THE CONSENT of the Legislature of Virginia is constitutionally necessary to the bill for the admission of West Virginia becoming a law. A body claiming to be such Legislature has given its consent. We can not well deny that it is such, unless we do so upon the outside knowledge that the body was chosen at elections, in which a majority of the qualified voters of Virginia did not participate. But it is a universal practice in the popular elections in all these States to give no legal consideration whatever to those who do not choose to vote, as against the effect of the votes of those who do choose to vote. Hence it is not the qualified voters, but the qualified voters, who choose to vote, that constitute the political power of the State. Much less than to non-voters, should any consideration be given to those who did not vote, in this case: because it is also a matter of outside knowledge, that they were not merely neglectful of their rights under, and duty to, this government, but were also engaged in open rebellion against it. Doubtless among these non-voters were some Union men whose voices were smothered by the more numerous secessionists; but we know too little of their number to assign them any appreciable value. Can the government stand, if it indulges Constitutional constructions by which men in open rebellion against it, are to be accounted, man for man, the equals of those who maintain their loyalty to it? Are they to be accounted even better citizens, and more worthy of consideration, than those who merely neglect to vote? If so, their treason against the Constitution, enhances their constitutional value! Without braving these absurd conclusions, we cannot deny that the body which consents to the admission of West Virginia, is the Legislature of Virginia. I do not think the plural form of the words "Legislatures" and "States" in the phrase of the Constitution "without the consent of the Legislatures of the States concerned" has any reference to the new State concerned. That plural form sprang from the contemplation of two or more old States, contributing to form a new one. The idea that the new state was in danger of being admitted without its own consent, was not provided against, because it was not thought of, as I conceive. It is said, the devil takes care of his own. Much more should a good spirit - the spirit of the Constitution and the Union - take care of its own. I think it can not do less, and live.
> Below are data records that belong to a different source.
impl TracePublisherController {
    /// Starts without publishing until the first configuration arrives.
    pub fn new(service_name: impl Into<String>) -> Self {
        Self::with_builder(service_name, build_provider)
    }

    pub fn with_builder(
        service_name: impl Into<String>,
        builder: impl Fn(
                &PublisherConfig,
                TracerProviderBuilder,
            ) -> Result<SdkTracerProvider, PublisherError>
            + Send
            + Sync
            + 'static,
    ) -> Self {
        let resource = Resource::builder_empty()
            .with_attributes([KeyValue::new("service.name", service_name.into())])
            .build();
        let config = PublisherConfig::default();
        let disabled = Publisher::new(base_provider(&config, &resource).build());
        Self {
            slot: Slot::new(config, Arc::new(disabled)),
            resource,
            builder: Box::new(builder),
        }
    }

    pub fn apply_update(&self, snapshot: &ConfigSnapshot) {
        self.slot.update(
            "trace publisher",
            snapshot,
            PublisherConfig::from_snapshot,
            |config| {
                let provider = (self.builder)(config, base_provider(config, &self.resource))?;
                Ok(Arc::new(Publisher::new(provider)))
            },
        );
    }

    /// Starts the server span of a request, continuing the trace context carried by `headers`.
    ///
    /// The span keeps the provider active at its start alive until it ends.
    pub fn start_span(
        &self,
        name: impl Into<Cow<'static, str>>,
        headers: &HeaderMap,
    ) -> RequestSpan {
        let active = self.slot.load();
        let parent = TraceContextPropagator::new().extract(&HeaderExtractor(headers));
        let span = active
            .handle
            .tracer
            .span_builder(name)
            .with_kind(SpanKind::Server)
            .start_with_context(&active.handle.tracer, &parent);
        RequestSpan {
            context: parent.with_span(span),
            _active: active,
        }
    }

    pub fn config(&self) -> PublisherConfig {
        self.slot.load().config.clone()
    }

    /// Shuts every provider down, flushing what they still buffer.
    pub async fn shutdown(&self) {
        self.slot.shutdown().await;
    }
}

fn base_provider(config: &PublisherConfig, resource: &Resource) -> TracerProviderBuilder {
    let sampler = match config.backend {
        TraceBackend::None => Sampler::AlwaysOff,
        TraceBackend::Zipkin { .. } if config.debug => Sampler::AlwaysOn,
        TraceBackend::Zipkin { .. } => {
            Sampler::ParentBased(Box::new(Sampler::TraceIdRatioBased(config.sample_rate)))
        }
    };
    SdkTracerProvider::builder()
        .with_sampler(sampler)
        .with_resource(resource.clone())
}

/// Adds the exporter described by `config` to `base`.
pub fn build_provider(
    config: &PublisherConfig,
    base: TracerProviderBuilder,
) -> Result<SdkTracerProvider, PublisherError> {
    let TraceBackend::Zipkin { endpoint } = &config.backend else {
        return Ok(base.build());
    };
    // the exporter's blocking client runs its own runtime, so it is built off ours
    let exporter = thread::scope(|scope| {
        scope
            .spawn(|| ZipkinExporter::builder().with_collector_endpoint(endpoint.as_str()).build())
            .join()
    })
    .map_err(|_| PublisherError::Exporter("zipkin exporter set-up panicked".to_owned()))?
    .map_err(|err| PublisherError::Exporter(err.to_string()))?;
    Ok(base.with_batch_exporter(exporter).build())
}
But is the admission into the Union, of West Virginia, expedient. This, in my general view, is more a question for Congress, than for the Executive. Still I do not evade it. More than on any thing else, it depends on whether the admission or rejection of the new State would, under all the circumstances tend the more strongly to the restoration of the National authority throughout the Union. That which helps most in this direction is most expedient at this time. Doubtless those in remaining Virginia would return to the Union, so to speak, less reluctantly without the division of the old state than with it; but I think we could not save as much in this quarter by rejecting the new state, as we should lose by it in West Virginia. We can scarcely dispense with the aid of West Virginia in this struggle; much less can we afford to have her against us, in Congress and in the field. Her brave and good men regard her admission into the Union as a matter of life and death. They have been true to the Union under very severe trials. We have so acted as to justify their hopes; and we can not fully retain their confidence, and co-operation, if we seem to break faith with them. In fact, they could not do so much for us, if they would.
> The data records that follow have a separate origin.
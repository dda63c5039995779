//! The serving loop: accepts events for a broker and forwards them to its channel.

use std::{future::Future, io, sync::Arc, time::Instant};

use axum::body::Bytes;
use axum::extract::{Path, State};
use axum::http::{HeaderMap, StatusCode};
use axum::routing::{get, post};
use axum::Router;
use opentelemetry::KeyValue;
use tokio_util::sync::CancellationToken;

use crate::controller::publisher::RequestSpan;
use crate::controller::TracePublisherController;

pub mod brokers;
pub mod defaulting;
pub mod stats;
pub mod transport;

pub use brokers::{BrokerLookup, BrokerStore, ChannelLookup};
pub use defaulting::TtlDefaulter;
pub use stats::StatsReporter;
pub use transport::{ConnectionArgs, TransportClient};

/// A blocking serve loop.
pub trait IngressHandler: Send + Sync + 'static {
    /// Serves until `cancel` fires or serving fails.
    fn start(
        &self,
        cancel: CancellationToken,
    ) -> impl Future<Output = Result<(), IngressError>> + Send;
}

/// The error type returned by [`IngressHandler::start`].
#[derive(Debug, thiserror::Error)]
pub enum IngressError {
    #[error("cannot listen on port {port}: {source}")]
    Bind { port: u16, source: io::Error },
    #[error("serving failed: {0}")]
    Serve(#[source] io::Error),
}

struct Shared<L> {
    brokers: L,
    transport: TransportClient,
    defaulter: TtlDefaulter,
    reporter: StatsReporter,
    tracing: Arc<TracePublisherController>,
}

/// HTTP ingress accepting binary-mode CloudEvents at `/{namespace}/{broker}`.
///
/// Also answers liveness probes at `/healthz`.
pub struct HttpIngress<L> {
    port: u16,
    shared: Arc<Shared<L>>,
}

impl<L: BrokerLookup> HttpIngress<L> {
    pub fn new(
        port: u16,
        brokers: L,
        transport: TransportClient,
        defaulter: TtlDefaulter,
        reporter: StatsReporter,
        tracing: Arc<TracePublisherController>,
    ) -> Self {
        Self {
            port,
            shared: Arc::new(Shared {
                brokers,
                transport,
                defaulter,
                reporter,
                tracing,
            }),
        }
    }

    pub fn router(&self) -> Router {
        Router::new()
            .route("/healthz", get(|| async { StatusCode::OK }))
            .route("/{namespace}/{broker}", post(receive::<L>))
            .with_state(Arc::clone(&self.shared))
    }
}

impl<L: BrokerLookup> IngressHandler for HttpIngress<L> {
    async fn start(&self, cancel: CancellationToken) -> Result<(), IngressError> {
        let listener = tokio::net::TcpListener::bind(("0.0.0.0", self.port))
            .await
            .map_err(|source| IngressError::Bind { port: self.port, source })?;
        log::info!("Ingress listening on port {}", self.port);

        axum::serve(listener, self.router())
            .with_graceful_shutdown(cancel.cancelled_owned())
            .await
            .map_err(IngressError::Serve)
    }
}

async fn receive<L: BrokerLookup>(
    State(shared): State<Arc<Shared<L>>>,
    Path((namespace, broker)): Path<(String, String)>,
    mut headers: HeaderMap,
    body: Bytes,
) -> StatusCode {
    let started = Instant::now();
    let span = shared
        .tracing
        .start_span(format!("broker-ingress {namespace}/{broker}"), &headers);
    span.set_attribute(KeyValue::new("broker.namespace", namespace.clone()));
    span.set_attribute(KeyValue::new("broker.name", broker.clone()));

    let status = dispatch(&shared, &namespace, &broker, &mut headers, body, &span).await;

    shared
        .reporter
        .report_event(&namespace, &broker, status, started.elapsed());
    span.finish(status);
    status
}

async fn dispatch<L: BrokerLookup>(
    shared: &Shared<L>,
    namespace: &str,
    broker: &str,
    headers: &mut HeaderMap,
    body: Bytes,
    span: &RequestSpan,
) -> StatusCode {
    if !headers.contains_key("ce-specversion") || !headers.contains_key("ce-id") {
        log::debug!("Rejecting event for {namespace}/{broker} without CloudEvents headers");
        return StatusCode::BAD_REQUEST;
    }
    shared.defaulter.apply(headers);

    let address = match shared.brokers.channel(namespace, broker) {
        ChannelLookup::Address(address) => address,
        ChannelLookup::UnknownBroker => {
            log::debug!("Rejecting event for unknown broker {namespace}/{broker}");
            return StatusCode::NOT_FOUND;
        }
        ChannelLookup::NotReady => {
            log::warn!("Broker {namespace}/{broker} has no channel address yet");
            return StatusCode::INTERNAL_SERVER_ERROR;
        }
    };

    match shared.transport.send(&address, headers, body, span).await {
        Ok(status) if status.is_success() => StatusCode::ACCEPTED,
        Ok(status) => status,
        Err(err) => {
            log::warn!("Failed to forward event for {namespace}/{broker} to {address}: {err}");
            StatusCode::BAD_GATEWAY
        }
    }
}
Again, the admission of the new State turns that much slave soil to free; and thus, is a certain, and irrevocable encroachment upon the cause of the rebellion,
The division of a State is dreaded as a precedent. But a measure made expedient by a war, is no precedent for times of peace. It is said the admission of West Virginia is secession, and tolerated only because it is our secession. Well, if we can call it by that name, there is still difference enough between secession against the Constitution, and secession in favor of the Constitution.
I believe the admission of West Virginia into the Union is expedient. - Abraham Lincoln, December 31, 1862, Lincoln Papers, Library of Congress.